● AIM OF THE TASK
Search the entries for the word "returning" and report each line that has it.

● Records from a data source
..............................
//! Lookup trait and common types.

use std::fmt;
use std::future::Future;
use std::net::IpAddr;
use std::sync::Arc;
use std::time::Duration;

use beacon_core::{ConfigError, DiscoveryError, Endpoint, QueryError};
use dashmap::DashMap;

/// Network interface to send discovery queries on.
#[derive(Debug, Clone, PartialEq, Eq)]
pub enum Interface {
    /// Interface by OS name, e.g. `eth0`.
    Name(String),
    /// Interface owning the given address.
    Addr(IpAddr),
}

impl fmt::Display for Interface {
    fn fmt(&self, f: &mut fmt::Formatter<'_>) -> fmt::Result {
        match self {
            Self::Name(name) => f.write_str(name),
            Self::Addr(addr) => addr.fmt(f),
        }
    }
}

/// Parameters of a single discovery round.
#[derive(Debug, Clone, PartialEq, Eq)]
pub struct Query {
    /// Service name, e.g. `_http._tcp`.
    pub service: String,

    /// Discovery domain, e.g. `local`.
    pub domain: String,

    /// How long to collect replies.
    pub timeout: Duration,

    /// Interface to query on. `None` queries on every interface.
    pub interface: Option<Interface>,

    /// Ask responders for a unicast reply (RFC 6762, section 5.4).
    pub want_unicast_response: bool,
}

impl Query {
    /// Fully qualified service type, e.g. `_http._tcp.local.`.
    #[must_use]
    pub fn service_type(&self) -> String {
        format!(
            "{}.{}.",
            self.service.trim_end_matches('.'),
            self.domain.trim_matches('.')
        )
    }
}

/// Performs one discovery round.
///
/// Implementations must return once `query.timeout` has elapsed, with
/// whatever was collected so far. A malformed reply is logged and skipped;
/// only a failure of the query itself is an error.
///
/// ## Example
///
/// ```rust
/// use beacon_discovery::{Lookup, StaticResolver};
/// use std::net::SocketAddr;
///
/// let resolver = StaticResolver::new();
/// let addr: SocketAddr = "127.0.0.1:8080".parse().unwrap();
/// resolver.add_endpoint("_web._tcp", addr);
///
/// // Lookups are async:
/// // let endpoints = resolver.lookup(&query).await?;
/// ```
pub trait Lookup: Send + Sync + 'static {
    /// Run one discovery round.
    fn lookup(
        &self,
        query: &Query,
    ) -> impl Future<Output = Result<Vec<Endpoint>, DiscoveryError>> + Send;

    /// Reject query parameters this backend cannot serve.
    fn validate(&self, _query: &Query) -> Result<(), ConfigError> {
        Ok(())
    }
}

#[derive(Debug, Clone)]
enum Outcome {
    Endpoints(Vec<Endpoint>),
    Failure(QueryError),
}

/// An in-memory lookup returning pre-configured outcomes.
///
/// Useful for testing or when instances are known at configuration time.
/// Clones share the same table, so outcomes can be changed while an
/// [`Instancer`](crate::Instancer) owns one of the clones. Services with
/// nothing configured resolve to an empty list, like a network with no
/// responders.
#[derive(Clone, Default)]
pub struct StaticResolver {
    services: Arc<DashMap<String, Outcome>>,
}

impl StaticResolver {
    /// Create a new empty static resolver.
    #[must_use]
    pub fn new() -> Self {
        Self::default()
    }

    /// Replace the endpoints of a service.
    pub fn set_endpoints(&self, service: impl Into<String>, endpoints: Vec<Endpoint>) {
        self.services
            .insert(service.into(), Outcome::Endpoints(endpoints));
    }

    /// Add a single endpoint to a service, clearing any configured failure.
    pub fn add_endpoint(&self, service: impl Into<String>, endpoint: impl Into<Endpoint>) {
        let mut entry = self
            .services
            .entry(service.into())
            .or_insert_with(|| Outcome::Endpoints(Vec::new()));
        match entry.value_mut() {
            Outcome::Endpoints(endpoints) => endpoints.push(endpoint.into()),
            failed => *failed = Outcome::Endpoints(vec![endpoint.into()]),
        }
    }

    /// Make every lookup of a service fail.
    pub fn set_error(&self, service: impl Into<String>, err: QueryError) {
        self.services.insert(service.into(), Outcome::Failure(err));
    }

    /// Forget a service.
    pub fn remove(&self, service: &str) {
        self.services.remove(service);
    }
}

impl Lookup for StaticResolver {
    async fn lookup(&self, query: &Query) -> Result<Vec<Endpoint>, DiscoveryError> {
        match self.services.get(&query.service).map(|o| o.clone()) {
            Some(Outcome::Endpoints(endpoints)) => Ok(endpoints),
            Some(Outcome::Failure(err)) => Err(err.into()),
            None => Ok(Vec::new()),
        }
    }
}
..............................
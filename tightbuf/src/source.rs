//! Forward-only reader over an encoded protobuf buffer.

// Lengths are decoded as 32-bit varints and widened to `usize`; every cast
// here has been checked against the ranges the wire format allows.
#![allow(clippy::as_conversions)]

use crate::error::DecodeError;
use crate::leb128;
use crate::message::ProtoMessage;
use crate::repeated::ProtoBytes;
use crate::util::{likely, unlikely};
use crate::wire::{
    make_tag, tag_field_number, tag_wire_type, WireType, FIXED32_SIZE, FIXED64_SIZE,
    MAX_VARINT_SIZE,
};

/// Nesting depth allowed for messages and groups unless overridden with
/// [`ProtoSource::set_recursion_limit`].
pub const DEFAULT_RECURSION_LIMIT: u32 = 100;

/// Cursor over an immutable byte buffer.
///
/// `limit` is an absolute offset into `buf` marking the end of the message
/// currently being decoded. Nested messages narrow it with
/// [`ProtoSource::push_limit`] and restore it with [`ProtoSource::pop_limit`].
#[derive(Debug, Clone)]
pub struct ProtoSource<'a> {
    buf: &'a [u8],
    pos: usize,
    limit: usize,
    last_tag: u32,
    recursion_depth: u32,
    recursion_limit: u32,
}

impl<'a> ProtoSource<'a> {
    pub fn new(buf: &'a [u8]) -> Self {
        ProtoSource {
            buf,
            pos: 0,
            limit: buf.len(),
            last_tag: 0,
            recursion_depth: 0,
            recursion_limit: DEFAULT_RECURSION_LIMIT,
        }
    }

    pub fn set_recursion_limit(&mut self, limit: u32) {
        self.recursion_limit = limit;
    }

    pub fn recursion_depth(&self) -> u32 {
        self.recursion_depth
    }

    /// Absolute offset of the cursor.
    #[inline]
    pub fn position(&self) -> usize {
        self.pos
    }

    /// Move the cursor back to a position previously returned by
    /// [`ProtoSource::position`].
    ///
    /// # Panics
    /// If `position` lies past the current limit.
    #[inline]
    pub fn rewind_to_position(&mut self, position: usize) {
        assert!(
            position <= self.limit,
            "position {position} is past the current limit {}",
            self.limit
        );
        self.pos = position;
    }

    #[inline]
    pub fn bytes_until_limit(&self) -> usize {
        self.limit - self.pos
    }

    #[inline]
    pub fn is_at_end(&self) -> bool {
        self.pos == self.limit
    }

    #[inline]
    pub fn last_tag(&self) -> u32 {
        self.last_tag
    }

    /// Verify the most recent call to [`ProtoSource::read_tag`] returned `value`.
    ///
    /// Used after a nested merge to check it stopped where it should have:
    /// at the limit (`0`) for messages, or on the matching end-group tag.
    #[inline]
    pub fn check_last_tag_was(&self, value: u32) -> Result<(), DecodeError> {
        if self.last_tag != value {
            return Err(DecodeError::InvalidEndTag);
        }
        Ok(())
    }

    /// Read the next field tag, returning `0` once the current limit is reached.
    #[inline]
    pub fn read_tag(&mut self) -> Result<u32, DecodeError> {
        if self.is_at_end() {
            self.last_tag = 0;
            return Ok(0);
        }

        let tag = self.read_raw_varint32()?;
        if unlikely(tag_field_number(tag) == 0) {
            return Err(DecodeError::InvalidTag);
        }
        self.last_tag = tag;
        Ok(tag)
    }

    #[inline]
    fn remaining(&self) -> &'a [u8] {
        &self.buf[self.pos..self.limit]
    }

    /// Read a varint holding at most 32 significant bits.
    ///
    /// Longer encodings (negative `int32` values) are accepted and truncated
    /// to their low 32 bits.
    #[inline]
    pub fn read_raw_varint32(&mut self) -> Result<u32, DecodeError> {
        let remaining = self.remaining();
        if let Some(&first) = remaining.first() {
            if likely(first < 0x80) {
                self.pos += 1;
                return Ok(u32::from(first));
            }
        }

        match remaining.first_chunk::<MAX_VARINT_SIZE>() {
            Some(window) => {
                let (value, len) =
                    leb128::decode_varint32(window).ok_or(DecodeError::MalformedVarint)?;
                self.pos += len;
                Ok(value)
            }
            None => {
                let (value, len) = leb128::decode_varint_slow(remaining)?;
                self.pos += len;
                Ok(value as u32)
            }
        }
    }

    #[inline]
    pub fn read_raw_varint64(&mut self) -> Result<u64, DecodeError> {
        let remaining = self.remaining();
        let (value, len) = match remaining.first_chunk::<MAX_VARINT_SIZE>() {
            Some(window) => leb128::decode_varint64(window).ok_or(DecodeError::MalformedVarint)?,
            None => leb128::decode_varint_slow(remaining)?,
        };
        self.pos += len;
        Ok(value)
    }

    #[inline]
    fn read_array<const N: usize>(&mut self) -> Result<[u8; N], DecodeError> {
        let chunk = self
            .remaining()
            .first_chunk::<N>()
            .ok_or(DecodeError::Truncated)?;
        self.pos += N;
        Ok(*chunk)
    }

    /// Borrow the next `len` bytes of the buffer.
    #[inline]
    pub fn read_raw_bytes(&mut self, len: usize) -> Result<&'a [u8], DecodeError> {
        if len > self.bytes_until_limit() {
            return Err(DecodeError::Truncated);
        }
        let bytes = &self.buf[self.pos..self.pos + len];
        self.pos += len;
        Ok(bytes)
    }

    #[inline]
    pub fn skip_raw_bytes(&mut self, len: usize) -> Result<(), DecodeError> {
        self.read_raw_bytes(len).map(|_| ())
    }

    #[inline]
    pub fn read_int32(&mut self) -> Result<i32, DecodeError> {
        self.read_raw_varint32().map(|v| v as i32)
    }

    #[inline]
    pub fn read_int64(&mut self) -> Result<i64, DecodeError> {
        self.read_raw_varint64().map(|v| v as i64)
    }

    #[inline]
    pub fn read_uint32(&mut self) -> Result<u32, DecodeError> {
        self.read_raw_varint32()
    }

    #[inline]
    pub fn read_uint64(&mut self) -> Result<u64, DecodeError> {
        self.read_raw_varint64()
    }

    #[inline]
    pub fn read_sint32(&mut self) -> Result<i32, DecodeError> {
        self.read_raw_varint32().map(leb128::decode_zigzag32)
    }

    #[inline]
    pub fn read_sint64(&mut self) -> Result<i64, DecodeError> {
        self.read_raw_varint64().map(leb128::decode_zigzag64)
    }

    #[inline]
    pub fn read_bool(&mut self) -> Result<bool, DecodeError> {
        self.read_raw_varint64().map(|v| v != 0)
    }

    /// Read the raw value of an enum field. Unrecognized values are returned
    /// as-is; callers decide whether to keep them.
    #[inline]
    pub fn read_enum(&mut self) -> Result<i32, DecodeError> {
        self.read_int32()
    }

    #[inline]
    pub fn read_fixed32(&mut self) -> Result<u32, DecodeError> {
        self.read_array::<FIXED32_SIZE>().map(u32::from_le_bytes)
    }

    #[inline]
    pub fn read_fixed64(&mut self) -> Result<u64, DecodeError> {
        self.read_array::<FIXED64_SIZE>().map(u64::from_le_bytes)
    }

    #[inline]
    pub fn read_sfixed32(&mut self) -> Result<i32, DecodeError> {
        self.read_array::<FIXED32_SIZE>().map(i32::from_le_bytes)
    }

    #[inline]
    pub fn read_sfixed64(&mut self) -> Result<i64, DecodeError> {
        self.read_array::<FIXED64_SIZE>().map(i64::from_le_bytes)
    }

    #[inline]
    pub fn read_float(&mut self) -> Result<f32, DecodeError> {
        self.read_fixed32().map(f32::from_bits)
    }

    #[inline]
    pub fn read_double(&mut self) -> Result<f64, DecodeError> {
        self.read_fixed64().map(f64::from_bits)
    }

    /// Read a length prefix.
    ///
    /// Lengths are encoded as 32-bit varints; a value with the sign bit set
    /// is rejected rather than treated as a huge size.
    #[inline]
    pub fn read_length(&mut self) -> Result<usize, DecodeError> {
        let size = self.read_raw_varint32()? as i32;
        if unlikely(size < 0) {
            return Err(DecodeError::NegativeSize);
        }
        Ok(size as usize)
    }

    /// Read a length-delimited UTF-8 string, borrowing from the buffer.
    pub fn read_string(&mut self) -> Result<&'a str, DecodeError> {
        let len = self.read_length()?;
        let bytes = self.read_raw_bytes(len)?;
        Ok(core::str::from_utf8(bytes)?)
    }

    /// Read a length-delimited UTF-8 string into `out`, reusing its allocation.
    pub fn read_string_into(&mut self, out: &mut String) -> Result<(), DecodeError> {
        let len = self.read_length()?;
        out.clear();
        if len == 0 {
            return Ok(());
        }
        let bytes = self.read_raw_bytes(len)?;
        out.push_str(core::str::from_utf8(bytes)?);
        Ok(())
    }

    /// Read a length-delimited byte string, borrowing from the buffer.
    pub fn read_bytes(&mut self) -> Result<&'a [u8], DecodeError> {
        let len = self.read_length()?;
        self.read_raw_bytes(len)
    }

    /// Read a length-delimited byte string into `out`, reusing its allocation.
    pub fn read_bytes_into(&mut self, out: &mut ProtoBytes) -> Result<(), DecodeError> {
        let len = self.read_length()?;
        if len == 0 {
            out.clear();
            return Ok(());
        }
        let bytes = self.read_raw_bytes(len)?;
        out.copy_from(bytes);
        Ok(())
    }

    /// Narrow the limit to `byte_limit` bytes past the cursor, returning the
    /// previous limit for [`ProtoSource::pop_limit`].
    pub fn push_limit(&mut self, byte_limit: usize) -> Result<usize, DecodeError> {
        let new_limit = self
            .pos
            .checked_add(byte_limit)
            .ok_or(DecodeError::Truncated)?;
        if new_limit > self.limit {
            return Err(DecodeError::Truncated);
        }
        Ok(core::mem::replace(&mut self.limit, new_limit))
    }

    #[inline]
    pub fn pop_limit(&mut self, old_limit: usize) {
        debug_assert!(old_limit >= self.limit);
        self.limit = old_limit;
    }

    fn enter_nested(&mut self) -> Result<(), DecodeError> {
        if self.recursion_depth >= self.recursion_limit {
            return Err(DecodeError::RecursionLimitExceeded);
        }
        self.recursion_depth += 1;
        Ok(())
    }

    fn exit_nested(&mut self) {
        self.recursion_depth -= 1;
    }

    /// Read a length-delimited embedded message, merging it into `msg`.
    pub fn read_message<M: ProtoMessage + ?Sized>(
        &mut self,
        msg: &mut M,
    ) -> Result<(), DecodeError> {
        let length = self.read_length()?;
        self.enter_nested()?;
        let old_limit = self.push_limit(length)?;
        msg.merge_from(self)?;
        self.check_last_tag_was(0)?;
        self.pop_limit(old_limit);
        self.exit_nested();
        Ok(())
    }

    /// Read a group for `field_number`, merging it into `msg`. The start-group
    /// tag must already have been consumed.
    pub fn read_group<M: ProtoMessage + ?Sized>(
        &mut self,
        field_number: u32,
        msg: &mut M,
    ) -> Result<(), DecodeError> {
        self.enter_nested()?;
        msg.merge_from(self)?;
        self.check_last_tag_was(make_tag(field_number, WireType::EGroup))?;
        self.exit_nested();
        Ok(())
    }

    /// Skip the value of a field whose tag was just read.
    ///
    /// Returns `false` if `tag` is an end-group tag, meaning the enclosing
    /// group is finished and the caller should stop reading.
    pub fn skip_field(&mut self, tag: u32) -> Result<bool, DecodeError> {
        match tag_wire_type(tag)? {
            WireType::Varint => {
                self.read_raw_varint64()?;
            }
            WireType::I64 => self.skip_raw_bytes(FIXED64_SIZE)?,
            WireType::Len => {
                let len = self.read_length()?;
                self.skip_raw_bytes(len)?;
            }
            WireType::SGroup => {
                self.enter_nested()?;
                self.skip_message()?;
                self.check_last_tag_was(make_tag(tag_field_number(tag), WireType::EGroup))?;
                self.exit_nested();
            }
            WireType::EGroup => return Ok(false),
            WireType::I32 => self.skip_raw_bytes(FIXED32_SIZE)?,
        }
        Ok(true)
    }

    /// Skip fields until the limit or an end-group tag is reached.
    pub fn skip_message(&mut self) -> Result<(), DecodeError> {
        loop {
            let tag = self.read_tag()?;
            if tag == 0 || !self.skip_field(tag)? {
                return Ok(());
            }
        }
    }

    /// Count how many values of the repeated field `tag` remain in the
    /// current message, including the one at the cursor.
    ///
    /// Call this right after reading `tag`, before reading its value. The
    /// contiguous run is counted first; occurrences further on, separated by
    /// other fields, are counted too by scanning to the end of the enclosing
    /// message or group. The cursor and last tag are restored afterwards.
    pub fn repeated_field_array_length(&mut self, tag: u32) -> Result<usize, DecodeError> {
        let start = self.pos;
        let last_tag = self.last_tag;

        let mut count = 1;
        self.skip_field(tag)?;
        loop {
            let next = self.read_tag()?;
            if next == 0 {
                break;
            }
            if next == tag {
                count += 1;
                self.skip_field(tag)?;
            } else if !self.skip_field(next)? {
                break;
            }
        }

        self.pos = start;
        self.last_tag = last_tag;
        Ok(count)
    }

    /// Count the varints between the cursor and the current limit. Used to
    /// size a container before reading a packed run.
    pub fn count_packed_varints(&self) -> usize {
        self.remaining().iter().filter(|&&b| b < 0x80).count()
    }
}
..............................
● RESPONSE TO THE EXERCISE
/// An in-memory lookup returning pre-configured outcomes.
    /// Read the next field tag, returning `0` once the current limit is reached.
    /// Narrow the limit to `byte_limit` bytes past the cursor, returning the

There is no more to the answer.